E sim, os agrotóxicos funcionam. Claro que funcionam. Mas voltamos ao ponto: no extremo do uso, como estamos hoje em dia, o solo está morto, não há mais biodiversidade, a natureza está em desequilíbrio e além de tudo, o excesso de química nas plantações polui o meio ambiente.
Além da contaminação do solo, das águas ( até das chuvas) , do ar, do meio ambiente em geral – e dos resíduos nos alimentos, obviamente (que vão parar em nossa barriga ) novas pragas surgem. Pois sim, elas se adaptam. Você mata uma, surge outra. Ou, pior ainda, o inseto ou a “erva daninha” de torna resistente ao químico. Surgem novas gerações mais fortes e assustadoramente mais resistentes.
Existem milhares de histórias sobre super-insetos e super-plantas com resistências absurdas que surgiram por causa de aplicações de agrotóxicos, e que são pesadelo de muitos agricultores. Outras tantas histórias são as dos efeitos causados nos trabalhadores e em pessoas expostas a esses químicos: a toxixidade pode ser tamanha ponto de influenciar na genética. Mutações, doenças degenerativas, alergias das mais diversas.

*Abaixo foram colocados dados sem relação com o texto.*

//! Logging and OpenTelemetry bootstrap
//!
//! Both the realtime client and the request caller log through `tracing`.
//! Applications that want those events (and the client metrics) exported
//! call [`init_observability`] once at startup, or enable it through
//! `ClientBuilder::with_observability` / `RequestCallerBuilder::with_observability`.
//!
//! ```rust,no_run
//! use roomlink_core::ObservabilityConfig;
//!
//! #[tokio::main]
//! async fn main() {
//!     let config = ObservabilityConfig::new("dashboard-ui")
//!         .with_endpoint("http://localhost:4317")
//!         .with_log_level("roomlink_client=debug,info");
//!
//!     roomlink_core::init_observability(config).expect("Failed to init observability");
//!     // ...
//!     roomlink_core::shutdown_observability();
//! }
//! ```
//!
//! Environment variables:
//! - `OTEL_EXPORTER_OTLP_ENDPOINT`: Collector endpoint
//! - `RUST_LOG`: Log level filter, takes precedence over `log_level`

use opentelemetry::{global, KeyValue};
use opentelemetry_otlp::WithExportConfig;
use std::time::Duration;
use tracing_subscriber::{layer::SubscriberExt, util::SubscriberInitExt, EnvFilter};

type BoxError = Box<dyn std::error::Error + Send + Sync>;

/// Observability configuration
///
/// Defaults:
/// - Service name: "roomlink"
/// - OTLP endpoint: `$OTEL_EXPORTER_OTLP_ENDPOINT` or "http://localhost:4317"
/// - Traces and metrics exported, JSON logs on stdout
/// - Log level: `$RUST_LOG` or "info"
#[derive(Debug, Clone)]
pub struct ObservabilityConfig {
    /// Service name attached to every span and metric
    pub service_name: String,
    /// Service version, defaults to the crate version
    pub service_version: String,
    /// OTLP gRPC endpoint of the collector
    pub otlp_endpoint: String,
    /// Export spans to the collector
    pub enable_traces: bool,
    /// Export metrics to the collector
    pub enable_metrics: bool,
    /// Emit JSON logs on stdout
    pub enable_logs: bool,
    /// `EnvFilter` directive used when `RUST_LOG` is unset
    pub log_level: String,
}

impl Default for ObservabilityConfig {
    fn default() -> Self {
        Self {
            service_name: "roomlink".to_string(),
            service_version: env!("CARGO_PKG_VERSION").to_string(),
            otlp_endpoint: std::env::var("OTEL_EXPORTER_OTLP_ENDPOINT")
                .unwrap_or_else(|_| "http://localhost:4317".to_string()),
            enable_traces: true,
            enable_metrics: true,
            enable_logs: true,
            log_level: std::env::var("RUST_LOG").unwrap_or_else(|_| "info".to_string()),
        }
    }
}

impl ObservabilityConfig {
    /// Create a configuration with a custom service name
    pub fn new(service_name: impl Into<String>) -> Self {
        Self {
            service_name: service_name.into(),
            ..Default::default()
        }
    }

    /// Set the OTLP collector endpoint
    pub fn with_endpoint(mut self, endpoint: impl Into<String>) -> Self {
        self.otlp_endpoint = endpoint.into();
        self
    }

    /// Set the log level filter
    pub fn with_log_level(mut self, level: impl Into<String>) -> Self {
        self.log_level = level.into();
        self
    }

    /// Set the service version
    pub fn with_version(mut self, version: impl Into<String>) -> Self {
        self.service_version = version.into();
        self
    }

    /// Enable or disable span export
    pub fn with_traces(mut self, enable: bool) -> Self {
        self.enable_traces = enable;
        self
    }

    /// Enable or disable metric export
    pub fn with_metrics(mut self, enable: bool) -> Self {
        self.enable_metrics = enable;
        self
    }

    /// Enable or disable stdout logs
    pub fn with_logs(mut self, enable: bool) -> Self {
        self.enable_logs = enable;
        self
    }

    fn resource(&self) -> opentelemetry_sdk::Resource {
        opentelemetry_sdk::Resource::builder_empty()
            .with_attributes(vec![
                KeyValue::new(
                    opentelemetry_semantic_conventions::resource::SERVICE_NAME,
                    self.service_name.clone(),
                ),
                KeyValue::new(
                    opentelemetry_semantic_conventions::resource::SERVICE_VERSION,
                    self.service_version.clone(),
                ),
            ])
            .build()
    }
}

/// Initialize logging and, when enabled, the OpenTelemetry pipeline
///
/// Installing the global subscriber only succeeds once per process. A
/// second call returns an error instead of panicking, so both the realtime
/// client and the request caller may be configured with observability.
///
/// # Errors
///
/// - The OTLP exporters could not be built
/// - The log filter directive is invalid
/// - A global subscriber is already installed
pub fn init_observability(config: ObservabilityConfig) -> Result<(), BoxError> {
    let tracer = if config.enable_traces {
        Some(init_tracer(&config)?)
    } else {
        None
    };

    if config.enable_metrics {
        init_metrics(&config)?;
    }

    init_tracing_subscriber(&config, tracer)?;

    tracing::info!(
        service_name = %config.service_name,
        otlp_endpoint = %config.otlp_endpoint,
        traces = config.enable_traces,
        metrics = config.enable_metrics,
        logs = config.enable_logs,
        "Observability initialized"
    );

    Ok(())
}

fn init_tracer(config: &ObservabilityConfig) -> Result<opentelemetry_sdk::trace::Tracer, BoxError> {
    use opentelemetry::trace::TracerProvider as _;
    use opentelemetry_sdk::trace::{RandomIdGenerator, Sampler};

    let exporter = opentelemetry_otlp::SpanExporter::builder()
        .with_tonic()
        .with_endpoint(config.otlp_endpoint.clone())
        .build()?;

    let provider = opentelemetry_sdk::trace::SdkTracerProvider::builder()
        .with_batch_exporter(exporter)
        .with_resource(config.resource())
        .with_sampler(Sampler::AlwaysOn)
        .with_id_generator(RandomIdGenerator::default())
        .build();

    // The subscriber layer needs the tracer before the provider goes global
    let tracer = provider.tracer(config.service_name.clone());
    global::set_tracer_provider(provider);

    Ok(tracer)
}

fn init_metrics(config: &ObservabilityConfig) -> Result<(), BoxError> {
    let exporter = opentelemetry_otlp::MetricExporter::builder()
        .with_tonic()
        .with_endpoint(config.otlp_endpoint.clone())
        .build()?;

    let reader = opentelemetry_sdk::metrics::PeriodicReader::builder(exporter)
        .with_interval(Duration::from_secs(30))
        .build();

    let provider = opentelemetry_sdk::metrics::SdkMeterProvider::builder()
        .with_reader(reader)
        .with_resource(config.resource())
        .build();

    global::set_meter_provider(provider);
    Ok(())
}

fn init_tracing_subscriber(
    config: &ObservabilityConfig,
    tracer: Option<opentelemetry_sdk::trace::Tracer>,
) -> Result<(), BoxError> {
    let env_filter = EnvFilter::try_from_default_env()
        .or_else(|_| EnvFilter::try_new(&config.log_level))?;

    let fmt_layer = config.enable_logs.then(|| {
        tracing_subscriber::fmt::layer()
            .with_target(true)
            .with_thread_ids(true)
            .with_line_number(true)
            .json()
    });
    let telemetry_layer = tracer.map(|t| tracing_opentelemetry::layer().with_tracer(t));

    tracing_subscriber::registry()
        .with(telemetry_layer)
        .with(env_filter)
        .with(fmt_layer)
        .try_init()?;

    Ok(())
}

/// Flush and shut down telemetry
///
/// Providers flush on drop in OpenTelemetry 0.30, so this only marks the
/// shutdown in the logs. Safe to call more than once.
pub fn shutdown_observability() {
    tracing::info!("Shutting down observability");
}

Por inúmeras razões, cada vez mais as alternativas para uma agricultura mais saudável se mostram como a principal – e talvez a única saída para reestabelecer o mínimo de equilíbrio entre o que plantamos e nós mesmos. Até lá, temos que nos informar, nos aprofundar, nos interessar pelo que comemos e pelo que bebemos. Pois muita gente ainda acha que vinho é feito só de uva fermentada … e olha eu só falei até agora do que acontece no vinhedo – pois na hora de transformar a uva em vinho, o problema é igual ou até maior, dada a enorme quantidade de insumos e aditivos permitidos por lei que se adicionam ao vinho.